** Opening Source information block **
use crate::{
    commands::Command,
    db::DbPool,
    entities::{
        po_upload::{self, PoUploadState},
        po_upload_line,
        sales_order::{self, SalesOrderState},
        sales_order_line,
    },
    errors::ServiceError,
    metrics::{record_failure, PO_UPLOAD_CONFIRMATIONS, QUOTATIONS_CREATED},
    services::{
        catalog::resolve_sku,
        po_uploads::{find_upload, group_by_buyer_order, load_lines, LineGroup},
        sequences::{next_by_code, PLACEHOLDER_NAME, QUOTATION_SEQUENCE},
    },
};
use chrono::Utc;
use rust_decimal::Decimal;
use sea_orm::{ActiveModelTrait, ConnectionTrait, Set, TransactionTrait};
use serde::{Deserialize, Serialize};
use std::sync::Arc;
use tracing::{error, info, instrument, warn};

/// Turns a validated upload into draft quotations, one per buyer order number.
#[derive(Debug, Clone, Serialize, Deserialize)]
pub struct ConfirmPoUploadCommand {
    pub upload_id: i64,
}

#[derive(Debug, Clone, Serialize, Deserialize)]
pub struct QuotationSummary {
    pub id: i64,
    pub name: String,
    pub buyer_order_no: Option<String>,
    pub line_count: usize,
}

#[derive(Debug, Clone, Serialize, Deserialize)]
pub struct ConfirmationSummary {
    pub upload_id: i64,
    pub state: PoUploadState,
    pub quotations: Vec<QuotationSummary>,
    /// SKUs of lines left out because the catalog no longer knows them
    pub skipped_skus: Vec<String>,
}

#[async_trait::async_trait]
impl Command for ConfirmPoUploadCommand {
    type Result = ConfirmationSummary;

    #[instrument(skip(self, db_pool), fields(upload_id = self.upload_id))]
    async fn execute(&self, db_pool: Arc<DbPool>) -> Result<Self::Result, ServiceError> {
        let summary = self.confirm(&db_pool).await.map_err(|e| {
            record_failure("confirm", &e);
            error!(error = %e, "Failed to confirm PO upload");
            e
        })?;

        PO_UPLOAD_CONFIRMATIONS.inc();
        QUOTATIONS_CREATED.inc_by(summary.quotations.len() as u64);
        info!(
            upload_id = summary.upload_id,
            quotations = summary.quotations.len(),
            skipped = summary.skipped_skus.len(),
            "PO upload confirmed"
        );

        Ok(summary)
    }
}

impl ConfirmPoUploadCommand {
    async fn confirm(&self, db: &DbPool) -> Result<ConfirmationSummary, ServiceError> {
        let txn = db.begin().await?;

        let upload = find_upload(&txn, self.upload_id).await?;
        if upload.state != PoUploadState::Validated {
            return Err(ServiceError::InvalidOperation(format!(
                "Only validated PO uploads can be confirmed; {} is in {} state",
                upload.name, upload.state
            )));
        }

        let lines = load_lines(&txn, &upload).await?;
        let mut quotations = Vec::new();
        let mut skipped_skus = Vec::new();

        for group in group_by_buyer_order(&lines) {
            let Some(quotation) =
                create_quotation(&txn, &upload, &group, &mut skipped_skus).await?
            else {
                continue;
            };
            quotations.push(quotation);
        }

        let mut active: po_upload::ActiveModel = upload.into();
        active.state = Set(PoUploadState::Confirm);
        active.updated_at = Set(Utc::now());
        let upload = active.update(&txn).await?;

        txn.commit().await?;

        Ok(ConfirmationSummary {
            upload_id: upload.id,
            state: upload.state,
            quotations,
            skipped_skus,
        })
    }
}

/// Creates the quotation header for one buyer order group and a quotation
/// line for each PO line whose SKU still resolves.
async fn create_quotation<C>(
    conn: &C,
    upload: &po_upload::Model,
    group: &LineGroup<'_>,
    skipped_skus: &mut Vec<String>,
) -> Result<Option<QuotationSummary>, ServiceError>
where
    C: ConnectionTrait,
{
    let Some(first) = group.representative() else {
        return Ok(None);
    };

    let name = match next_by_code(conn, QUOTATION_SEQUENCE).await? {
        Some(name) => name,
        None => {
            warn!(code = QUOTATION_SEQUENCE, "Sequence missing, using placeholder name");
            PLACEHOLDER_NAME.to_string()
        }
    };

    let now = Utc::now();
    let order = sales_order::ActiveModel {
        name: Set(name),
        partner_id: Set(first.customer_id),
        vendor_id: Set(Some(first.vendor_id)),
        origin: Set(upload.po_reference.clone()),
        state: Set(SalesOrderState::Draft),
        po_upload_no: Set(Some(upload.name.clone())),
        buyer_order_no: Set(group.key.number().map(str::to_string)),
        po_issue_date: Set(first.po_issue_date),
        ex_factory_date: Set(first.vendor_ex_fact_date),
        created_at: Set(now),
        updated_at: Set(now),
        ..Default::default()
    }
    .insert(conn)
    .await?;

    let mut line_count = 0;
    for line in &group.lines {
        let Some(item) = resolve_sku(conn, &line.sku_no).await? else {
            warn!(
                line_id = line.id,
                sku_no = %line.sku_no,
                buyer_order = %group.key,
                "SKU not in catalog, line left out of quotation"
            );
            skipped_skus.push(line.sku_no.clone());
            continue;
        };

        sales_order_line::ActiveModel {
            order_id: Set(order.id),
            product_variant_id: Set(item.variant.id),
            product_uom_qty: Set(line.quantity.unwrap_or(Decimal::ONE)),
            price_unit: Set(item.template.list_price),
            created_at: Set(now),
            updated_at: Set(now),
            ..Default::default()
        }
        .insert(conn)
        .await?;

        let mut po_line: po_upload_line::ActiveModel = (*line).clone().into();
        po_line.sales_order_id = Set(Some(order.id));
        po_line.updated_at = Set(now);
        po_line.update(conn).await?;

        line_count += 1;
    }

    info!(
        quotation_id = order.id,
        quotation = %order.name,
        buyer_order = %group.key,
        line_count,
        "Quotation created from PO upload"
    );

    Ok(Some(QuotationSummary {
        id: order.id,
        name: order.name,
        buyer_order_no: order.buyer_order_no,
        line_count,
    }))
}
** Closing Source information block **
* **Task item**
Produce a verbatim copy of each record above.

* **Result of the task**
use crate::{
    commands::Command,
    db::DbPool,
    entities::{
        po_upload::{self, PoUploadState},
        po_upload_line,
        sales_order::{self, SalesOrderState},
        sales_order_line,
    },
    errors::ServiceError,
    metrics::{record_failure, PO_UPLOAD_CONFIRMATIONS, QUOTATIONS_CREATED},
    services::{
        catalog::resolve_sku,
        po_uploads::{find_upload, group_by_buyer_order, load_lines, LineGroup},
        sequences::{next_by_code, PLACEHOLDER_NAME, QUOTATION_SEQUENCE},
    },
};
use chrono::Utc;
use rust_decimal::Decimal;
use sea_orm::{ActiveModelTrait, ConnectionTrait, Set, TransactionTrait};
use serde::{Deserialize, Serialize};
use std::sync::Arc;
use tracing::{error, info, instrument, warn};

/// Turns a validated upload into draft quotations, one per buyer order number.
#[derive(Debug, Clone, Serialize, Deserialize)]
pub struct ConfirmPoUploadCommand {
    pub upload_id: i64,
}

#[derive(Debug, Clone, Serialize, Deserialize)]
pub struct QuotationSummary {
    pub id: i64,
    pub name: String,
    pub buyer_order_no: Option<String>,
    pub line_count: usize,
}

#[derive(Debug, Clone, Serialize, Deserialize)]
pub struct ConfirmationSummary {
    pub upload_id: i64,
    pub state: PoUploadState,
    pub quotations: Vec<QuotationSummary>,
    /// SKUs of lines left out because the catalog no longer knows them
    pub skipped_skus: Vec<String>,
}

#[async_trait::async_trait]
impl Command for ConfirmPoUploadCommand {
    type Result = ConfirmationSummary;

    #[instrument(skip(self, db_pool), fields(upload_id = self.upload_id))]
    async fn execute(&self, db_pool: Arc<DbPool>) -> Result<Self::Result, ServiceError> {
        let summary = self.confirm(&db_pool).await.map_err(|e| {
            record_failure("confirm", &e);
            error!(error = %e, "Failed to confirm PO upload");
            e
        })?;

        PO_UPLOAD_CONFIRMATIONS.inc();
        QUOTATIONS_CREATED.inc_by(summary.quotations.len() as u64);
        info!(
            upload_id = summary.upload_id,
            quotations = summary.quotations.len(),
            skipped = summary.skipped_skus.len(),
            "PO upload confirmed"
        );

        Ok(summary)
    }
}

impl ConfirmPoUploadCommand {
    async fn confirm(&self, db: &DbPool) -> Result<ConfirmationSummary, ServiceError> {
        let txn = db.begin().await?;

        let upload = find_upload(&txn, self.upload_id).await?;
        if upload.state != PoUploadState::Validated {
            return Err(ServiceError::InvalidOperation(format!(
                "Only validated PO uploads can be confirmed; {} is in {} state",
                upload.name, upload.state
            )));
        }

        let lines = load_lines(&txn, &upload).await?;
        let mut quotations = Vec::new();
        let mut skipped_skus = Vec::new();

        for group in group_by_buyer_order(&lines) {
            let Some(quotation) =
                create_quotation(&txn, &upload, &group, &mut skipped_skus).await?
            else {
                continue;
            };
            quotations.push(quotation);
        }

        let mut active: po_upload::ActiveModel = upload.into();
        active.state = Set(PoUploadState::Confirm);
        active.updated_at = Set(Utc::now());
        let upload = active.update(&txn).await?;

        txn.commit().await?;

        Ok(ConfirmationSummary {
            upload_id: upload.id,
            state: upload.state,
            quotations,
            skipped_skus,
        })
    }
}

/// Creates the quotation header for one buyer order group and a quotation
/// line for each PO line whose SKU still resolves.
async fn create_quotation<C>(
    conn: &C,
    upload: &po_upload::Model,
    group: &LineGroup<'_>,
    skipped_skus: &mut Vec<String>,
) -> Result<Option<QuotationSummary>, ServiceError>
where
    C: ConnectionTrait,
{
    let Some(first) = group.representative() else {
        return Ok(None);
    };

    let name = match next_by_code(conn, QUOTATION_SEQUENCE).await? {
        Some(name) => name,
        None => {
            warn!(code = QUOTATION_SEQUENCE, "Sequence missing, using placeholder name");
            PLACEHOLDER_NAME.to_string()
        }
    };

    let now = Utc::now();
    let order = sales_order::ActiveModel {
        name: Set(name),
        partner_id: Set(first.customer_id),
        vendor_id: Set(Some(first.vendor_id)),
        origin: Set(upload.po_reference.clone()),
        state: Set(SalesOrderState::Draft),
        po_upload_no: Set(Some(upload.name.clone())),
        buyer_order_no: Set(group.key.number().map(str::to_string)),
        po_issue_date: Set(first.po_issue_date),
        ex_factory_date: Set(first.vendor_ex_fact_date),
        created_at: Set(now),
        updated_at: Set(now),
        ..Default::default()
    }
    .insert(conn)
    .await?;

    let mut line_count = 0;
    for line in &group.lines {
        let Some(item) = resolve_sku(conn, &line.sku_no).await? else {
            warn!(
                line_id = line.id,
                sku_no = %line.sku_no,
                buyer_order = %group.key,
                "SKU not in catalog, line left out of quotation"
            );
            skipped_skus.push(line.sku_no.clone());
            continue;
        };

        sales_order_line::ActiveModel {
            order_id: Set(order.id),
            product_variant_id: Set(item.variant.id),
            product_uom_qty: Set(line.quantity.unwrap_or(Decimal::ONE)),
            price_unit: Set(item.template.list_price),
            created_at: Set(now),
            updated_at: Set(now),
            ..Default::default()
        }
        .insert(conn)
        .await?;

        let mut po_line: po_upload_line::ActiveModel = (*line).clone().into();
        po_line.sales_order_id = Set(Some(order.id));
        po_line.updated_at = Set(now);
        po_line.update(conn).await?;

        line_count += 1;
    }

    info!(
        quotation_id = order.id,
        quotation = %order.name,
        buyer_order = %group.key,
        line_count,
        "Quotation created from PO upload"
    );

    Ok(Some(QuotationSummary {
        id: order.id,
        name: order.name,
        buyer_order_no: order.buyer_order_no,
        line_count,
    }))
}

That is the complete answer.